It is sad to read a headline that casts doubt over an entire industry, Stanford Scientists Cast Doubt on Advantages of Organic Meat and Produce. It is so very misleading and eschewed. The study is really more of a synopsis of studies of nutrient value of food from traditional versus organic farming. Not a great study at all. Probably half of their studies are funded by the industrial food complex and the other half from health and organic advocates. So how could you expect the result to be a balanced conclusion about nutrition?
But the debate over organic food versus industrialized food is about so much more. It is about animal health, worker health and soil health, water shed health, air quality, environmental damage and food health and, yes, ultimately people’s health.
If I asked you to eat a dose of pesticides, herbicides, fertilizers, steroids and antibiotics with your food, would you? Yet this is exactly what is being offered with your food! None of this is debated — it is not being studied because the contaminate level is below “acceptable standards”. Really? When I see farm workers wearing hazmat suits in the fields to tolerate the pesticides and herbicides in the field, I think we have a problem. When we all eat chickens that are fully grown in 45 days because they eat a feed “cocktail” of steroids and antibiotics (versus a normal chicken which grows up in 90 days) are we just asking for trouble.
The Mayo Clinic does a nice job of discussing the differences between the two systems and includes this chart.
|Apply chemical fertilizers to promote plant growth.||Apply natural fertilizers, such as manure or compost, to feed soil and plants.|
|Spray synthetic insecticides to reduce pests and disease.||Spray pesticides from natural sources; use beneficial insects and birds, mating disruption or traps to reduce pests and disease.|
|Use synthetic herbicides to manage weeds.||Use environmentally-generated plant-killing compounds; rotate crops, till, hand weed or mulch to manage weeds.|
|Give animals antibiotics, growth hormones and medications to prevent disease and spur growth.||Give animals organic feed and allow them access to the outdoors. Use preventive measures — such as rotational grazing, a balanced diet and clean housing — to help minimize disease.|
Is it really the nutrition argument that we need to wrestle with?

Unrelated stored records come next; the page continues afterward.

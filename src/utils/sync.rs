//! Cache primitives for lazily-settled schema facts.
//!
//! Every fact cached by the reflectors is a pure function of immutable
//! metadata, so any number of racing writers compute the same value.
//! The primitives here exploit that: first writer wins, losers discard
//! their result, and the read path never takes a lock.

use parking_lot::Mutex;
use std::collections::HashMap;
use std::hash::Hash;
use std::sync::atomic::{AtomicBool, AtomicU32, Ordering};
use std::sync::OnceLock;

/// Outcome of a settled [`LazySlot`]: either the computation produced a
/// value, or it determined that no value exists for this field.
///
/// `Absent` is a terminal answer, not a miss; a slot holding it will
/// never be recomputed.
#[derive(Debug, Clone, PartialEq, Eq)]
pub enum Presence<T> {
    Absent,
    Value(T),
}

impl<T> Presence<T> {
    pub fn value(&self) -> Option<&T> {
        match self {
            Presence::Absent => None,
            Presence::Value(v) => Some(v),
        }
    }

    pub fn into_value(self) -> Option<T> {
        match self {
            Presence::Absent => None,
            Presence::Value(v) => Some(v),
        }
    }
}

impl<T> From<Option<T>> for Presence<T> {
    fn from(opt: Option<T>) -> Self {
        match opt {
            None => Presence::Absent,
            Some(v) => Presence::Value(v),
        }
    }
}

/// A write-once slot with three states: unset, settled-absent, and
/// settled-to-a-value.
///
/// Writers race through [`LazySlot::set_if_unset`]; the first store wins
/// and every later reader observes it (release/acquire through the
/// underlying `OnceLock`). Losing a race is harmless because all racers
/// compute the same deterministic answer.
#[derive(Debug)]
pub struct LazySlot<T> {
    cell: OnceLock<Presence<T>>,
}

impl<T> Default for LazySlot<T> {
    fn default() -> Self {
        Self::new()
    }
}

impl<T> LazySlot<T> {
    pub const fn new() -> Self {
        Self {
            cell: OnceLock::new(),
        }
    }

    /// True once any answer (including `Absent`) has been stored.
    pub fn is_set(&self) -> bool {
        self.cell.get().is_some()
    }

    pub fn get(&self) -> Option<&Presence<T>> {
        self.cell.get()
    }

    /// The stored value, if the slot settled to one.
    pub fn value(&self) -> Option<&T> {
        self.cell.get().and_then(Presence::value)
    }

    /// True if the slot settled with no value.
    pub fn is_absent(&self) -> bool {
        matches!(self.cell.get(), Some(Presence::Absent))
    }

    /// Store an answer unless one is already present, and return whichever
    /// answer won.
    pub fn set_if_unset(&self, answer: Presence<T>) -> &Presence<T> {
        // a lost race just discards our (identical) answer
        let _ = self.cell.set(answer);
        self.cell.get().unwrap()
    }

    pub fn set_value_if_unset(&self, value: T) -> &Presence<T> {
        self.set_if_unset(Presence::Value(value))
    }

    pub fn set_absent_if_unset(&self) -> &Presence<T> {
        self.set_if_unset(Presence::Absent)
    }

    /// Read the slot, computing the answer first if nobody has.
    pub fn get_or_init(&self, compute: impl FnOnce() -> Presence<T>) -> &Presence<T> {
        self.cell.get_or_init(compute)
    }
}

/// Packed cache of up to 16 lazily-computed booleans.
///
/// The low 16 bits hold values, the high 16 bits record which values have
/// been computed. Updates go through a compare-exchange retry loop and
/// are append-only: a settled bit can never be cleared or flipped, so a
/// losing racer simply observes the winner's (identical) answer.
#[derive(Debug, Default)]
pub struct FlagCache {
    bits: AtomicU32,
}

const VALID_SHIFT: u32 = 16;

impl FlagCache {
    pub const fn new() -> Self {
        Self {
            bits: AtomicU32::new(0),
        }
    }

    /// `Some(value)` if the flag has been computed, `None` otherwise.
    pub fn get(&self, mask: u16) -> Option<bool> {
        let bits = self.bits.load(Ordering::Acquire);
        if bits & ((mask as u32) << VALID_SHIFT) != 0 {
            Some(bits & mask as u32 != 0)
        } else {
            None
        }
    }

    /// Record a computed flag and return the settled value. The first
    /// writer wins; later calls return the existing answer unchanged.
    pub fn set(&self, mask: u16, value: bool) -> bool {
        let valid = (mask as u32) << VALID_SHIFT;
        let mut current = self.bits.load(Ordering::Acquire);
        loop {
            if current & valid != 0 {
                return current & mask as u32 != 0;
            }
            let mut next = current | valid;
            if value {
                next |= mask as u32;
            }
            match self.bits.compare_exchange_weak(
                current,
                next,
                Ordering::AcqRel,
                Ordering::Acquire,
            ) {
                Ok(_) => return value,
                Err(observed) => current = observed,
            }
        }
    }

    /// Read-through helper: return the cached flag or compute and settle it.
    pub fn get_or_compute(&self, mask: u16, compute: impl FnOnce() -> bool) -> bool {
        match self.get(mask) {
            Some(v) => v,
            None => self.set(mask, compute()),
        }
    }
}

/// A name-keyed cache shared across threads.
///
/// Failed lookups are stored as negative entries so repeated misses stay
/// cheap. The internal lock covers map operations only; callers must
/// never hold results across a metadata scan. Once the owner has
/// enumerated everything the cache can describe, it marks the cache
/// complete: a one-way transition that purges the negative entries,
/// after which further negative inserts are ignored.
pub struct ThreadSafeDictionary<K, V> {
    map: Mutex<HashMap<K, Option<V>>>,
    complete: AtomicBool,
}

impl<K: Eq + Hash, V: Clone> ThreadSafeDictionary<K, V> {
    pub fn new() -> Self {
        Self {
            map: Mutex::new(HashMap::new()),
            complete: AtomicBool::new(false),
        }
    }

    /// Outer `None`: never looked up. Inner `None`: looked up and missed.
    pub fn try_get(&self, key: &K) -> Option<Option<V>> {
        self.map.lock().get(key).cloned()
    }

    /// Insert unless the key is already present, and return the entry
    /// that won.
    pub fn try_add(&self, key: K, value: Option<V>) -> Option<V> {
        let mut map = self.map.lock();
        if value.is_none() && self.complete.load(Ordering::Acquire) {
            // after completion the miss set is closed
            return map.get(&key).cloned().flatten();
        }
        map.entry(key).or_insert(value).clone()
    }

    pub fn is_complete(&self) -> bool {
        self.complete.load(Ordering::Acquire)
    }

    /// One-way transition: the owner has enumerated every resolvable
    /// entry, so negative entries carry no information and are dropped.
    pub fn mark_complete(&self) {
        let mut map = self.map.lock();
        if !self.complete.swap(true, Ordering::AcqRel) {
            map.retain(|_, v| v.is_some());
        }
    }

    /// Drop the negative entries. Used when newly registered candidates
    /// may turn past misses into hits.
    pub fn purge_negatives(&self) {
        self.map.lock().retain(|_, v| v.is_some());
    }

    /// Snapshot of the positive entries.
    pub fn values(&self) -> Vec<V> {
        self.map.lock().values().flatten().cloned().collect()
    }

    pub fn len(&self) -> usize {
        self.map.lock().len()
    }

    pub fn is_empty(&self) -> bool {
        self.map.lock().is_empty()
    }
}

impl<K: Eq + Hash, V: Clone> Default for ThreadSafeDictionary<K, V> {
    fn default() -> Self {
        Self::new()
    }
}

#[cfg(test)]
mod tests {
    use super::*;
    use std::sync::Arc;

    #[test]
    fn lazy_slot_distinguishes_absent_from_unset() {
        let slot: LazySlot<u32> = LazySlot::new();
        assert!(!slot.is_set());
        assert!(!slot.is_absent());

        slot.set_absent_if_unset();
        assert!(slot.is_set());
        assert!(slot.is_absent());
        assert_eq!(slot.value(), None);
    }

    #[test]
    fn lazy_slot_first_writer_wins() {
        let slot: LazySlot<u32> = LazySlot::new();
        assert_eq!(slot.set_value_if_unset(1), &Presence::Value(1));
        assert_eq!(slot.set_value_if_unset(2), &Presence::Value(1));
        assert_eq!(slot.value(), Some(&1));
    }

    #[test]
    fn lazy_slot_races_settle_once() {
        let slot: Arc<LazySlot<usize>> = Arc::new(LazySlot::new());
        let handles: Vec<_> = (0..8)
            .map(|_| {
                let slot = Arc::clone(&slot);
                std::thread::spawn(move || match slot.set_value_if_unset(42) {
                    Presence::Value(v) => *v,
                    Presence::Absent => unreachable!(),
                })
            })
            .collect();
        for h in handles {
            assert_eq!(h.join().unwrap(), 42);
        }
    }

    #[test]
    fn flag_cache_tristate() {
        const A: u16 = 1 << 0;
        const B: u16 = 1 << 1;
        let flags = FlagCache::new();
        assert_eq!(flags.get(A), None);
        assert!(!flags.set(A, false));
        assert_eq!(flags.get(A), Some(false));
        assert_eq!(flags.get(B), None);
        assert!(flags.set(B, true));
        assert_eq!(flags.get(B), Some(true));
    }

    #[test]
    fn flag_cache_is_append_only() {
        const A: u16 = 1 << 3;
        let flags = FlagCache::new();
        assert!(flags.set(A, true));
        // a second writer cannot flip a settled bit
        assert!(flags.set(A, false));
        assert_eq!(flags.get(A), Some(true));
    }

    #[test]
    fn dictionary_purges_negatives_on_complete() {
        let dict: ThreadSafeDictionary<String, u32> = ThreadSafeDictionary::new();
        dict.try_add("hit".into(), Some(1));
        dict.try_add("miss".into(), None);
        assert_eq!(dict.try_get(&"miss".into()), Some(None));
        assert_eq!(dict.len(), 2);

        dict.mark_complete();
        assert_eq!(dict.try_get(&"miss".into()), None);
        assert_eq!(dict.len(), 1);

        // negative inserts are ignored after completion
        dict.try_add("other".into(), None);
        assert_eq!(dict.try_get(&"other".into()), None);
    }

    #[test]
    fn dictionary_first_insert_wins() {
        let dict: ThreadSafeDictionary<String, u32> = ThreadSafeDictionary::new();
        assert_eq!(dict.try_add("k".into(), Some(1)), Some(1));
        assert_eq!(dict.try_add("k".into(), Some(2)), Some(1));
    }
}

The real answer to nutritional value comes from the soil. The healthier and more mineral and biologically rich the soil is the better the nutritional value of the product. Remember the expression, “you are what you eat”? It goes for plants, too. Richer soils bring greater nutrition to the product regardless of the farming method used.
But here is the catch: After time in a traditional industrial ag system, the soil health degrades substantially and becomes only a medium to host the plant. After time, it contains limited life and health and hence, the nutritional value of the product declines as well. In an organic system, however, the soil health is everything and the continuance of the life of the soil is the primary goal and the food nutritional value is maintained.
This is why it is so hard to see a headline like the NYT article. To continue on the health attributes of organic, let’s look at the protein side of the discussion. Below, see what the US allows the industrial farm community to feed the animals we eat:
- Dairy cows – antibiotics, pig & chicken byproducts, hormones (for growth), pesticides, sewage sludge
- Beef cows – antibiotics, pig & chicken byproducts, steroids, hormones, pesticides, sewage sludge
- Pigs – antibiotics, animal byproducts, pesticides, sewage sludge, arsenic-based drugs (growth hormones are prohibited)
- Broiler chickens – antibiotics, animal byproducts, pesticides, sewage sludge, arsenic-based drugs (growth hormones are prohibited)
- Egg laying hens – antibiotics, animal byproducts, pesticides, sewage sludge, arsenic-based drugs
This information is taken from a discussion on organic food in HelpGuide.org. They do a good job of reviewing what it means to eat on either side of this discussion. But the question again is asked which animal would you rather eat a naturally grown one or the one that lives in a cesspool being feed whatever is available with steroid and antibiotic cocktail.
What we really need to consider is the complete and total solution to health: environmental, community, worker, and consumer. If we do this we will clearly see that the argument of industrial or organic is not even close. In fact, the argument is so close that most of the discussion running for the past 30 years is not whether it is a healthier system but whether you can feed the growing masses with organic farming. Industrial Agriculture says no, of course. There are many ways to pull that argument apart, but that is for another time.